■ WORKING DATA

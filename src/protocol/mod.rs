//! # BerryMed Frame Protocol
//!
//! Wire format shared by both link types (BLE notifications and USB serial):
//!
//! ```text
//! 0x55 0xAA <LEN> <TYPE> <DATA...> <CHECKSUM>
//! ```
//!
//! `LEN` counts the TYPE byte, the DATA bytes and the checksum byte itself
//! plus one (`LEN = 2 + len(TYPE..DATA)`), so a whole frame occupies
//! `LEN + 2` bytes on the wire. The checksum is the one's complement (mod
//! 256) of `LEN` plus every TYPE/DATA byte.
//!
//! Outbound command frames always carry exactly one parameter byte, e.g. the
//! NIBP start command `55 AA 04 02 01 F8`.
//!
//! This module holds the frame model and encoding; incremental decoding and
//! resynchronization live in [`decoder`], semantic interpretation in
//! [`interpreter`].

pub mod decoder;
pub mod interpreter;

/// Frame header bytes preceding every packet in both directions.
pub const FRAME_HEADER: [u8; 2] = [0x55, 0xAA];

/// Smallest frame that can exist on the wire: header + LEN + checksum.
pub const MIN_FRAME_LEN: usize = 4;

/// Command type byte controlling NIBP measurement (start/stop).
pub const CMD_NIBP: u8 = 0x02;
/// Parameter byte starting an NIBP measurement cycle.
pub const NIBP_START: u8 = 0x01;
/// Parameter byte aborting an in-flight NIBP measurement.
pub const NIBP_STOP: u8 = 0x00;

/// Channel-enable command sequence sent after opening the serial link.
///
/// The enable codes are not the same table as the receive packet types (the
/// ECG waveform enable is 0xFB while decoded ECG waveform frames arrive as
/// type 0x01); the two tables are kept independent on purpose.
pub const ENABLE_SEQUENCE: &[(u8, u8)] = &[
    (0x01, 0x01), // ECG parameters
    (0x02, 0x01), // NIBP parameters
    (0x03, 0x01), // SpO2 parameters
    (0x04, 0x01), // Temperature parameters
    (0xFB, 0x01), // ECG waveform
    (0xFE, 0x01), // SpO2 waveform
    (0xFF, 0x01), // Respiration waveform
];

/// Semantic classification of the frame TYPE byte.
///
/// Codes outside this table are still valid frames; they decode to no
/// state change.
#[derive(Debug, Clone, Copy, PartialEq, Eq)]
pub enum PacketType {
    EcgWaveform,
    EcgParams,
    NibpParams,
    Spo2Params,
    TempParams,
    EcgPeak,
    Spo2Peak,
    Spo2Waveform,
    RespWaveform,
}

impl PacketType {
    /// Map a TYPE byte to its semantic meaning, `None` for unknown codes.
    pub fn from_code(code: u8) -> Option<Self> {
        match code {
            0x01 => Some(PacketType::EcgWaveform),
            0x02 => Some(PacketType::EcgParams),
            0x03 => Some(PacketType::NibpParams),
            0x04 => Some(PacketType::Spo2Params),
            0x05 => Some(PacketType::TempParams),
            0x30 => Some(PacketType::EcgPeak),
            0x31 => Some(PacketType::Spo2Peak),
            0xFE => Some(PacketType::Spo2Waveform),
            0xFF => Some(PacketType::RespWaveform),
            _ => None,
        }
    }
}

/// One validated protocol frame. Header, length and checksum have already
/// been consumed and verified; only the semantic content remains.
#[derive(Debug, Clone, PartialEq, Eq)]
pub struct Frame {
    pub frame_type: u8,
    pub payload: Vec<u8>,
}

impl Frame {
    /// Semantic packet type, if the TYPE byte is a known code.
    pub fn packet_type(&self) -> Option<PacketType> {
        PacketType::from_code(self.frame_type)
    }
}

/// Checksum over the LEN byte and the TYPE/DATA bytes.
pub fn checksum(len: u8, type_and_data: &[u8]) -> u8 {
    let sum: u32 = len as u32 + type_and_data.iter().map(|&b| b as u32).sum::<u32>();
    !(sum as u8)
}

/// Encode a frame for the wire: header, LEN, TYPE, DATA, checksum.
pub fn encode_frame(frame_type: u8, data: &[u8]) -> Vec<u8> {
    let len = (2 + 1 + data.len()) as u8;
    let mut out = Vec::with_capacity(data.len() + 5);
    out.extend_from_slice(&FRAME_HEADER);
    out.push(len);
    out.push(frame_type);
    out.extend_from_slice(data);
    let mut summed = Vec::with_capacity(data.len() + 1);
    summed.push(frame_type);
    summed.extend_from_slice(data);
    out.push(checksum(len, &summed));
    out
}

/// Encode a one-parameter command frame (`LEN = 4`).
pub fn encode_command(cmd: u8, param: u8) -> Vec<u8> {
    encode_frame(cmd, &[param])
}

#[cfg(test)]
mod tests {
    use super::decoder::FrameDecoder;
    use super::*;

    #[test]
    fn nibp_start_command_matches_device_documentation() {
        assert_eq!(
            encode_command(CMD_NIBP, NIBP_START),
            vec![0x55, 0xAA, 0x04, 0x02, 0x01, 0xF8]
        );
    }

    #[test]
    fn checksum_round_trip() {
        // Encode arbitrary (type, data) pairs and decode them back.
        let cases: &[(u8, &[u8])] = &[
            (0x02, &[0x48, 0x32, 0x1E]),
            (0x04, &[0x00, 0x62, 0x4B]),
            (0x30, &[]),
            (0xFE, &[0x7F]),
            (0xAB, &[1, 2, 3, 4, 5, 6, 7]),
        ];
        for (frame_type, data) in cases {
            let wire = encode_frame(*frame_type, data);
            let mut dec = FrameDecoder::new();
            let frames = dec.feed(&wire);
            assert_eq!(frames.len(), 1);
            assert_eq!(frames[0].frame_type, *frame_type);
            assert_eq!(frames[0].payload, *data);
        }
    }

    #[test]
    fn unknown_type_codes_have_no_semantics() {
        assert_eq!(PacketType::from_code(0x77), None);
        assert_eq!(PacketType::from_code(0x02), Some(PacketType::EcgParams));
        assert_eq!(PacketType::from_code(0xFF), Some(PacketType::RespWaveform));
    }
}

■ WORK TASK
Repeat the entries above verbatim, but only from the line that has "encode_frame(cmd, &[param])" down to the line that has "assert_eq!(frames.len(), 1);", inclusive.

■ REPLY
    encode_frame(cmd, &[param])
}

#[cfg(test)]
mod tests {
    use super::decoder::FrameDecoder;
    use super::*;

    #[test]
    fn nibp_start_command_matches_device_documentation() {
        assert_eq!(
            encode_command(CMD_NIBP, NIBP_START),
            vec![0x55, 0xAA, 0x04, 0x02, 0x01, 0xF8]
        );
    }

    #[test]
    fn checksum_round_trip() {
        // Encode arbitrary (type, data) pairs and decode them back.
        let cases: &[(u8, &[u8])] = &[
            (0x02, &[0x48, 0x32, 0x1E]),
            (0x04, &[0x00, 0x62, 0x4B]),
            (0x30, &[]),
            (0xFE, &[0x7F]),
            (0xAB, &[1, 2, 3, 4, 5, 6, 7]),
        ];
        for (frame_type, data) in cases {
            let wire = encode_frame(*frame_type, data);
            let mut dec = FrameDecoder::new();
            let frames = dec.feed(&wire);
            assert_eq!(frames.len(), 1);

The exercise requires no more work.